Show all lines from the records below in which the string "Dirac" is present.
= = = = =
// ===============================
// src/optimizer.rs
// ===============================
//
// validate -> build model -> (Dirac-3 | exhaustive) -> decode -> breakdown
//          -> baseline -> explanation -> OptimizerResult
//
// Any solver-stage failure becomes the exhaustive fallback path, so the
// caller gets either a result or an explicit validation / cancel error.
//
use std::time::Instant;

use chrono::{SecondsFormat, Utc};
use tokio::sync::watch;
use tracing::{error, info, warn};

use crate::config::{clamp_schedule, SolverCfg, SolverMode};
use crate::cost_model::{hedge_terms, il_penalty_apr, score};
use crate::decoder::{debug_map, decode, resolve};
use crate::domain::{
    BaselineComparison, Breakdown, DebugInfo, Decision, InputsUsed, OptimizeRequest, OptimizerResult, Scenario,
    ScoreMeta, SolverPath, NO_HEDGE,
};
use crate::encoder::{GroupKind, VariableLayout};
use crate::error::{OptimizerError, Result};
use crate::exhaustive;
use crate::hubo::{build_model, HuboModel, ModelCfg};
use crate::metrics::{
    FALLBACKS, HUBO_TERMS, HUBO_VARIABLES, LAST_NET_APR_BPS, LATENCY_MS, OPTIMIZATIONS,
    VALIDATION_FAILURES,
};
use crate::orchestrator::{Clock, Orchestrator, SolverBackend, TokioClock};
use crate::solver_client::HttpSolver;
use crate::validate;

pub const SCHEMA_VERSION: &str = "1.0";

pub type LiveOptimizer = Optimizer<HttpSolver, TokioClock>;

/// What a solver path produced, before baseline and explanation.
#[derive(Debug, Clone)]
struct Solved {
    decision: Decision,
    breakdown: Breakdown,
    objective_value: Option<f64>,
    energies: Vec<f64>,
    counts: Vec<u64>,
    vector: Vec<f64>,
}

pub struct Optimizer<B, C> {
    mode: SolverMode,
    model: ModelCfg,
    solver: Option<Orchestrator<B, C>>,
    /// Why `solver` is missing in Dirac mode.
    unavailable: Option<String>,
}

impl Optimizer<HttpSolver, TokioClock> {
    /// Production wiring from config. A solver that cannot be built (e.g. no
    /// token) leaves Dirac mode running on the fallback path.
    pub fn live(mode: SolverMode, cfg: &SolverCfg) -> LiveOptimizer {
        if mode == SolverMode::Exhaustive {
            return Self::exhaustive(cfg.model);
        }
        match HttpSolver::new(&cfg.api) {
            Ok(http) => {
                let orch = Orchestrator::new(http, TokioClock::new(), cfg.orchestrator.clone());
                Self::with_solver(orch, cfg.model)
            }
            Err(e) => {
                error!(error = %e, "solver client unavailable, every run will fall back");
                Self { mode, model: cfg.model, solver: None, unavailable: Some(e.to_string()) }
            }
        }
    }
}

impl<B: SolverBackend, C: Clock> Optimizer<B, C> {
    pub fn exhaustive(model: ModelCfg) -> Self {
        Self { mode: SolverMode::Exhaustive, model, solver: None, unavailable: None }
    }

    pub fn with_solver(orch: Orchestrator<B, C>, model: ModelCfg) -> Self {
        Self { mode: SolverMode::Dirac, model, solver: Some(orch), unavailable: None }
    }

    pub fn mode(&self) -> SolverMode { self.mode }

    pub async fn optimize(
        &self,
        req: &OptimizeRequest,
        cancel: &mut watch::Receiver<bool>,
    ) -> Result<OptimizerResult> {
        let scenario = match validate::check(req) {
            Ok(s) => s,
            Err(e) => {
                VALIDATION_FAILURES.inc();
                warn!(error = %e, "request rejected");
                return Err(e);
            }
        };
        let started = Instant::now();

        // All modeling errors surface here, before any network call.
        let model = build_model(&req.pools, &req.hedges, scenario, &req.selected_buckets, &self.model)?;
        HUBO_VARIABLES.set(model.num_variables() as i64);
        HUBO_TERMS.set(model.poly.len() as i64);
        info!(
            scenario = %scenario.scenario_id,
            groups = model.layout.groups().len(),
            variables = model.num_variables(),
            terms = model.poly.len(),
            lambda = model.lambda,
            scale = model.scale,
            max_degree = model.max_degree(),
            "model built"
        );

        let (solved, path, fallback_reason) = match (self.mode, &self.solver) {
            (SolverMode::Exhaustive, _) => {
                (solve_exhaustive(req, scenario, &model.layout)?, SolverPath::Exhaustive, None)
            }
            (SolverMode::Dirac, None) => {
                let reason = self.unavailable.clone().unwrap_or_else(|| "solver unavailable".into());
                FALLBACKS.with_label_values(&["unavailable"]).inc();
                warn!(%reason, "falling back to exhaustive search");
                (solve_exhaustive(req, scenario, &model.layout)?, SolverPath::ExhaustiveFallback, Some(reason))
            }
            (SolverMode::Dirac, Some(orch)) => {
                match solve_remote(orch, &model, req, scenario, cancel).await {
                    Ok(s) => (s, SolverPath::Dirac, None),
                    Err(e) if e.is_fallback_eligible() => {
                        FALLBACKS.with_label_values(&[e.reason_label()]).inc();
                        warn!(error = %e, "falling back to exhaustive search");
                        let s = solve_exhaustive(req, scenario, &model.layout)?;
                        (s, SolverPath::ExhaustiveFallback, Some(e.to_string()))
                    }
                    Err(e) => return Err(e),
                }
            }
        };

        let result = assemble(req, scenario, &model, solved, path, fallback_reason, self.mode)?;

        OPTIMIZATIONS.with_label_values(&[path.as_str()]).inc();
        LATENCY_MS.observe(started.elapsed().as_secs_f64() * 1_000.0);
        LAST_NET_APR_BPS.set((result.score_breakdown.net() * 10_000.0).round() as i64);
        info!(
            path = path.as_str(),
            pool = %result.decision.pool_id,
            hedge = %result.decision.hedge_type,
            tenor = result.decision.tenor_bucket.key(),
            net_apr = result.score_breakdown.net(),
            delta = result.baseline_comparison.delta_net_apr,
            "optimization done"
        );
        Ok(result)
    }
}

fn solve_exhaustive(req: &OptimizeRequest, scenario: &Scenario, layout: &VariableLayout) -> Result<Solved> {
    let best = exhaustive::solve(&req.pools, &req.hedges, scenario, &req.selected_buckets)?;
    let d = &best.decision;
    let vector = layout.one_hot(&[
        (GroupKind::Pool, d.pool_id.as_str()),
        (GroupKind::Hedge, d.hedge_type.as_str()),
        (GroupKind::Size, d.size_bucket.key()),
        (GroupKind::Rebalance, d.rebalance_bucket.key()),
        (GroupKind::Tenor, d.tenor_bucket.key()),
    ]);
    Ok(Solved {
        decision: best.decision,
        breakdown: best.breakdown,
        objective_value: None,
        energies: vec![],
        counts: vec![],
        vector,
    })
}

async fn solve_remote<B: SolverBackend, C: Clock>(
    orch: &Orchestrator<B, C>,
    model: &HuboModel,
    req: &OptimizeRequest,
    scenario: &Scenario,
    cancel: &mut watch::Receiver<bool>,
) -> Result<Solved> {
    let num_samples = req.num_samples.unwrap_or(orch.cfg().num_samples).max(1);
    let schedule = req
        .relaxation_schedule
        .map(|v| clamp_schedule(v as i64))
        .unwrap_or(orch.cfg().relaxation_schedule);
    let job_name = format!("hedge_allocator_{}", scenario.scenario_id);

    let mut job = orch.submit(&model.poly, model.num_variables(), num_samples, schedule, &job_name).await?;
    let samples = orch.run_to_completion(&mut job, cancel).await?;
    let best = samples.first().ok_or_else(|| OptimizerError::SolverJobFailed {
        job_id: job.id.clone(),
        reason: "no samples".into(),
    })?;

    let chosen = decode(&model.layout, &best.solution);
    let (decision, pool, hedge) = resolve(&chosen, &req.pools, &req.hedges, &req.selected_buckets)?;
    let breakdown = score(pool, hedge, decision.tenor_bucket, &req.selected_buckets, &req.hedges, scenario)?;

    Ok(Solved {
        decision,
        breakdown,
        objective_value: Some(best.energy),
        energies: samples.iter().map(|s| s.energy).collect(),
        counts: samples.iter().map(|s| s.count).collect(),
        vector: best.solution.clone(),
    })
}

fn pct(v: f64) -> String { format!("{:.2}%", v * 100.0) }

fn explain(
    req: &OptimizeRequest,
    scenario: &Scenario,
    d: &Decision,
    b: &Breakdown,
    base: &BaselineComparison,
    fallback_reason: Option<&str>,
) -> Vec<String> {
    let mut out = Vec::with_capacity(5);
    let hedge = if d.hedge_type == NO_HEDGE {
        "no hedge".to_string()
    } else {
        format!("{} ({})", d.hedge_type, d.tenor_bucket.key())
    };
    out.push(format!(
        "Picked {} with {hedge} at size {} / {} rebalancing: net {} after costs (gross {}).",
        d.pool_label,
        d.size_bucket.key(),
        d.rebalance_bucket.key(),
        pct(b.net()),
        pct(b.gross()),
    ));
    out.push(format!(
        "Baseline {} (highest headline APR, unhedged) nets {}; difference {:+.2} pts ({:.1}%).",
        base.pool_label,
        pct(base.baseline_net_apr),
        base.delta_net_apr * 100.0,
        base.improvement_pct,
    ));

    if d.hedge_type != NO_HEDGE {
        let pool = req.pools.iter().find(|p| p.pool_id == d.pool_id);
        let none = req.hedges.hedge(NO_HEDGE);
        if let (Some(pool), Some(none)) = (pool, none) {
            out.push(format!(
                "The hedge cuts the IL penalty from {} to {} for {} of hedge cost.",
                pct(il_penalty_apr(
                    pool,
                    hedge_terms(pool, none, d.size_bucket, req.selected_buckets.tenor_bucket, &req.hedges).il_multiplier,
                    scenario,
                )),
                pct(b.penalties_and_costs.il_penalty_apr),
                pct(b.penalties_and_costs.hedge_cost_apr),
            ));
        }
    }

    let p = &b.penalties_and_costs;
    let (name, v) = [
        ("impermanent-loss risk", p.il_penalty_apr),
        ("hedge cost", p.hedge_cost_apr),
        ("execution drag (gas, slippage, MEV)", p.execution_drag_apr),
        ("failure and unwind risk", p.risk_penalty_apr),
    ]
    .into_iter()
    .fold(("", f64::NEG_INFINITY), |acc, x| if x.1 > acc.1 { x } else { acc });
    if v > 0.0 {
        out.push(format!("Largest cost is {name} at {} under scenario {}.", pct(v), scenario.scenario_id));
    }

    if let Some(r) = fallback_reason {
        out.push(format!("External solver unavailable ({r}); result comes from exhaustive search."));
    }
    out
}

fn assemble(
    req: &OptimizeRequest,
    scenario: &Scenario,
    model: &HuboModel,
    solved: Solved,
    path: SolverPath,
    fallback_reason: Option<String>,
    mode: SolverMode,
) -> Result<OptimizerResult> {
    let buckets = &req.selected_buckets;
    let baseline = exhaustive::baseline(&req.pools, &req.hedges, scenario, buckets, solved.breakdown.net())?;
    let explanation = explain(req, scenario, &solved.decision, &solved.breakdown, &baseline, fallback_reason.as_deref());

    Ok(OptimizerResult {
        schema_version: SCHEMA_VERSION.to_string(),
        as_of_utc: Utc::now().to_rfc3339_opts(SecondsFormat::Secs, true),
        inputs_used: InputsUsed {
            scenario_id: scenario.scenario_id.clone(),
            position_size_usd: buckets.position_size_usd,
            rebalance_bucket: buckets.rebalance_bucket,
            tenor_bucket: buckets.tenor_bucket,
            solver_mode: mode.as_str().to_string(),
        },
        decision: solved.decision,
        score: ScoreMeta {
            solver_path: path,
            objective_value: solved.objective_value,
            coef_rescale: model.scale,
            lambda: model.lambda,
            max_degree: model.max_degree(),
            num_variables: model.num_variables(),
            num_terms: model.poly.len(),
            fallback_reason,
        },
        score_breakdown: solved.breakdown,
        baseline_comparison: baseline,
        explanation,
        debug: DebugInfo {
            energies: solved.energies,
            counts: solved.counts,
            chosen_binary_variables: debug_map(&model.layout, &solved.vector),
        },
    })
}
= = = = =
■ WRITTEN RESPONSE ■
// validate -> build model -> (Dirac-3 | exhaustive) -> decode -> breakdown
    /// Why `solver` is missing in Dirac mode.
    /// token) leaves Dirac mode running on the fallback path.
        Self { mode: SolverMode::Dirac, model, solver: Some(orch), unavailable: None }
            (SolverMode::Dirac, None) => {
            (SolverMode::Dirac, Some(orch)) => {
                    Ok(s) => (s, SolverPath::Dirac, None),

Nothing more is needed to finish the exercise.